▶ **Your objective**:
Could you write out each entry exactly as it reads?

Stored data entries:
//! Backend model descriptors
//!
//! The compiled, backend-specific view of a schema: which path token each
//! field maps to, how embeddings and relationships are realized, and where
//! the uniform identity accessor points.

use serde::Serialize;
use std::collections::BTreeSet;

use crate::engine::error::{Result, TranslateError};
use crate::engine::schema::{BackendKind, Cardinality, FieldType};

/// Compiled model for one (schema, backend) pair
#[derive(Debug, Clone, PartialEq, Eq, Serialize)]
pub struct BackendModelDescriptor {
    pub schema: String,
    pub backend: BackendKind,

    /// Table, collection or search index name
    pub container: String,

    /// `None` only for embeddings stored inline in their parent
    pub identity: Option<IdentityMapping>,

    /// Non-suppressed fields in declaration order
    pub fields: Vec<FieldMapping>,

    /// Fields disabled for this backend
    pub suppressed: BTreeSet<String>,

    /// Columns the backend needs that the schema never declared
    pub shadow_fields: Vec<ShadowField>,
}

/// Uniform identity accessor and the native field behind it
#[derive(Debug, Clone, PartialEq, Eq, Serialize)]
pub struct IdentityMapping {
    pub accessor: String,
    pub native: String,
    /// Native identity was generated, not declared as a primary key
    pub generated: bool,
}

#[derive(Debug, Clone, PartialEq, Eq, Serialize)]
pub struct FieldMapping {
    pub name: String,
    pub token: String,
    pub kind: MappingKind,
}

#[derive(Debug, Clone, PartialEq, Eq, Serialize)]
#[serde(tag = "kind", rename_all = "snake_case")]
pub enum MappingKind {
    Scalar(ScalarMapping),
    Embedded(EmbeddedMapping),
    Relation(RelationMapping),
}

#[derive(Debug, Clone, PartialEq, Eq, Serialize)]
pub struct ScalarMapping {
    pub field_type: FieldType,
    pub indexed: bool,
    pub full_text: bool,
    pub primary_key: bool,
}

#[derive(Debug, Clone, PartialEq, Eq, Serialize)]
pub struct EmbeddedMapping {
    pub cardinality: Cardinality,
    pub realization: Realization,
    pub model: Box<BackendModelDescriptor>,
}

/// How an embedding is stored
#[derive(Debug, Clone, PartialEq, Eq, Serialize)]
#[serde(tag = "as", rename_all = "snake_case")]
pub enum Realization {
    /// Nested in the parent document
    Inline,
    /// Child rows in `model.container`, pointing back through `parent_key`
    OwnedChild { parent_key: String },
    /// Parent column `column` references the embedded row's identity
    ForeignKey { column: String },
}

#[derive(Debug, Clone, PartialEq, Eq, Serialize)]
pub struct RelationMapping {
    pub cardinality: Cardinality,
    pub target: String,
    pub link: RelationLink,
    /// The related entity cannot be reached by a join on this backend
    pub requires_separate_fetch: bool,
}

#[derive(Debug, Clone, PartialEq, Eq, Serialize)]
#[serde(tag = "via", rename_all = "snake_case")]
pub enum RelationLink {
    /// Source `column` referencing `target_column` on the target table
    ForeignKey { column: String, target_column: String },
    /// Target `column` referencing `source_column` on the source table
    BackReference { column: String, source_column: String },
    /// Link table joining source and target identities
    LinkTable {
        table: String,
        source_column: String,
        target_column: String,
    },
    /// Identifier(s) stored under the field token
    StoredIdentifier,
}

#[derive(Debug, Clone, PartialEq, Eq, Serialize)]
pub struct ShadowField {
    pub token: String,
    pub field_type: FieldType,
    pub kind: ShadowKind,
}

#[derive(Debug, Clone, PartialEq, Eq, Serialize)]
#[serde(tag = "role", rename_all = "snake_case")]
pub enum ShadowKind {
    Identity,
    /// Owned child row pointing at its parent
    ParentKey { parent: String },
    /// Reference column backing a relationship or embedding
    ForeignKey { field: String, target: String },
}

/// A single path segment resolved against a descriptor
#[derive(Debug, Clone, Copy)]
pub enum Resolved<'a> {
    Identity(&'a IdentityMapping),
    Field(&'a FieldMapping),
}

impl BackendModelDescriptor {
    pub fn field(&self, name: &str) -> Option<&FieldMapping> {
        self.fields.iter().find(|f| f.name == name)
    }

    pub fn shadow(&self, token: &str) -> Option<&ShadowField> {
        self.shadow_fields.iter().find(|s| s.token == token)
    }

    /// Native identity token, or an error naming `path` for inline models
    pub fn identity_token(&self, path: &str) -> Result<&str> {
        self.identity
            .as_ref()
            .map(|identity| identity.native.as_str())
            .ok_or_else(|| {
                TranslateError::unsupported_field(path, self.backend, "embedded values carry no identity")
            })
    }

    /// Resolve one segment of `path`
    pub fn resolve(&self, segment: &str, path: &str) -> Result<Resolved<'_>> {
        if let Some(field) = self.field(segment) {
            return Ok(Resolved::Field(field));
        }
        if let Some(identity) = &self.identity {
            if identity.accessor == segment {
                return Ok(Resolved::Identity(identity));
            }
        }
        if self.suppressed.contains(segment) {
            return Err(TranslateError::unsupported_field(
                path,
                self.backend,
                format!("'{}' is disabled for this backend", segment),
            ));
        }
        Err(TranslateError::unsupported_field(
            path,
            self.backend,
            format!("'{}' is not a field of {}", segment, self.schema),
        ))
    }

    /// Every token this descriptor occupies, declared or generated
    pub fn tokens(&self) -> Vec<&str> {
        let mut tokens: Vec<&str> = self.fields.iter().map(|f| f.token.as_str()).collect();
        tokens.extend(self.shadow_fields.iter().map(|s| s.token.as_str()));
        if let Some(identity) = &self.identity {
            if !tokens.contains(&identity.native.as_str()) {
                tokens.push(identity.native.as_str());
            }
        }
        tokens
    }
}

▶ **The answer**:
//! Backend model descriptors
//!
//! The compiled, backend-specific view of a schema: which path token each
//! field maps to, how embeddings and relationships are realized, and where
//! the uniform identity accessor points.

use serde::Serialize;
use std::collections::BTreeSet;

use crate::engine::error::{Result, TranslateError};
use crate::engine::schema::{BackendKind, Cardinality, FieldType};

/// Compiled model for one (schema, backend) pair
#[derive(Debug, Clone, PartialEq, Eq, Serialize)]
pub struct BackendModelDescriptor {
    pub schema: String,
    pub backend: BackendKind,

    /// Table, collection or search index name
    pub container: String,

    /// `None` only for embeddings stored inline in their parent
    pub identity: Option<IdentityMapping>,

    /// Non-suppressed fields in declaration order
    pub fields: Vec<FieldMapping>,

    /// Fields disabled for this backend
    pub suppressed: BTreeSet<String>,

    /// Columns the backend needs that the schema never declared
    pub shadow_fields: Vec<ShadowField>,
}

/// Uniform identity accessor and the native field behind it
#[derive(Debug, Clone, PartialEq, Eq, Serialize)]
pub struct IdentityMapping {
    pub accessor: String,
    pub native: String,
    /// Native identity was generated, not declared as a primary key
    pub generated: bool,
}

#[derive(Debug, Clone, PartialEq, Eq, Serialize)]
pub struct FieldMapping {
    pub name: String,
    pub token: String,
    pub kind: MappingKind,
}

#[derive(Debug, Clone, PartialEq, Eq, Serialize)]
#[serde(tag = "kind", rename_all = "snake_case")]
pub enum MappingKind {
    Scalar(ScalarMapping),
    Embedded(EmbeddedMapping),
    Relation(RelationMapping),
}

#[derive(Debug, Clone, PartialEq, Eq, Serialize)]
pub struct ScalarMapping {
    pub field_type: FieldType,
    pub indexed: bool,
    pub full_text: bool,
    pub primary_key: bool,
}

#[derive(Debug, Clone, PartialEq, Eq, Serialize)]
pub struct EmbeddedMapping {
    pub cardinality: Cardinality,
    pub realization: Realization,
    pub model: Box<BackendModelDescriptor>,
}

/// How an embedding is stored
#[derive(Debug, Clone, PartialEq, Eq, Serialize)]
#[serde(tag = "as", rename_all = "snake_case")]
pub enum Realization {
    /// Nested in the parent document
    Inline,
    /// Child rows in `model.container`, pointing back through `parent_key`
    OwnedChild { parent_key: String },
    /// Parent column `column` references the embedded row's identity
    ForeignKey { column: String },
}

#[derive(Debug, Clone, PartialEq, Eq, Serialize)]
pub struct RelationMapping {
    pub cardinality: Cardinality,
    pub target: String,
    pub link: RelationLink,
    /// The related entity cannot be reached by a join on this backend
    pub requires_separate_fetch: bool,
}

#[derive(Debug, Clone, PartialEq, Eq, Serialize)]
#[serde(tag = "via", rename_all = "snake_case")]
pub enum RelationLink {
    /// Source `column` referencing `target_column` on the target table
    ForeignKey { column: String, target_column: String },
    /// Target `column` referencing `source_column` on the source table
    BackReference { column: String, source_column: String },
    /// Link table joining source and target identities
    LinkTable {
        table: String,
        source_column: String,
        target_column: String,
    },
    /// Identifier(s) stored under the field token
    StoredIdentifier,
}

#[derive(Debug, Clone, PartialEq, Eq, Serialize)]
pub struct ShadowField {
    pub token: String,
    pub field_type: FieldType,
    pub kind: ShadowKind,
}

#[derive(Debug, Clone, PartialEq, Eq, Serialize)]
#[serde(tag = "role", rename_all = "snake_case")]
pub enum ShadowKind {
    Identity,
    /// Owned child row pointing at its parent
    ParentKey { parent: String },
    /// Reference column backing a relationship or embedding
    ForeignKey { field: String, target: String },
}

/// A single path segment resolved against a descriptor
#[derive(Debug, Clone, Copy)]
pub enum Resolved<'a> {
    Identity(&'a IdentityMapping),
    Field(&'a FieldMapping),
}

impl BackendModelDescriptor {
    pub fn field(&self, name: &str) -> Option<&FieldMapping> {
        self.fields.iter().find(|f| f.name == name)
    }

    pub fn shadow(&self, token: &str) -> Option<&ShadowField> {
        self.shadow_fields.iter().find(|s| s.token == token)
    }

    /// Native identity token, or an error naming `path` for inline models
    pub fn identity_token(&self, path: &str) -> Result<&str> {
        self.identity
            .as_ref()
            .map(|identity| identity.native.as_str())
            .ok_or_else(|| {
                TranslateError::unsupported_field(path, self.backend, "embedded values carry no identity")
            })
    }

    /// Resolve one segment of `path`
    pub fn resolve(&self, segment: &str, path: &str) -> Result<Resolved<'_>> {
        if let Some(field) = self.field(segment) {
            return Ok(Resolved::Field(field));
        }
        if let Some(identity) = &self.identity {
            if identity.accessor == segment {
                return Ok(Resolved::Identity(identity));
            }
        }
        if self.suppressed.contains(segment) {
            return Err(TranslateError::unsupported_field(
                path,
                self.backend,
                format!("'{}' is disabled for this backend", segment),
            ));
        }
        Err(TranslateError::unsupported_field(
            path,
            self.backend,
            format!("'{}' is not a field of {}", segment, self.schema),
        ))
    }

    /// Every token this descriptor occupies, declared or generated
    pub fn tokens(&self) -> Vec<&str> {
        let mut tokens: Vec<&str> = self.fields.iter().map(|f| f.token.as_str()).collect();
        tokens.extend(self.shadow_fields.iter().map(|s| s.token.as_str()));
        if let Some(identity) = &self.identity {
            if !tokens.contains(&identity.native.as_str()) {
                tokens.push(identity.native.as_str());
            }
        }
        tokens
    }
}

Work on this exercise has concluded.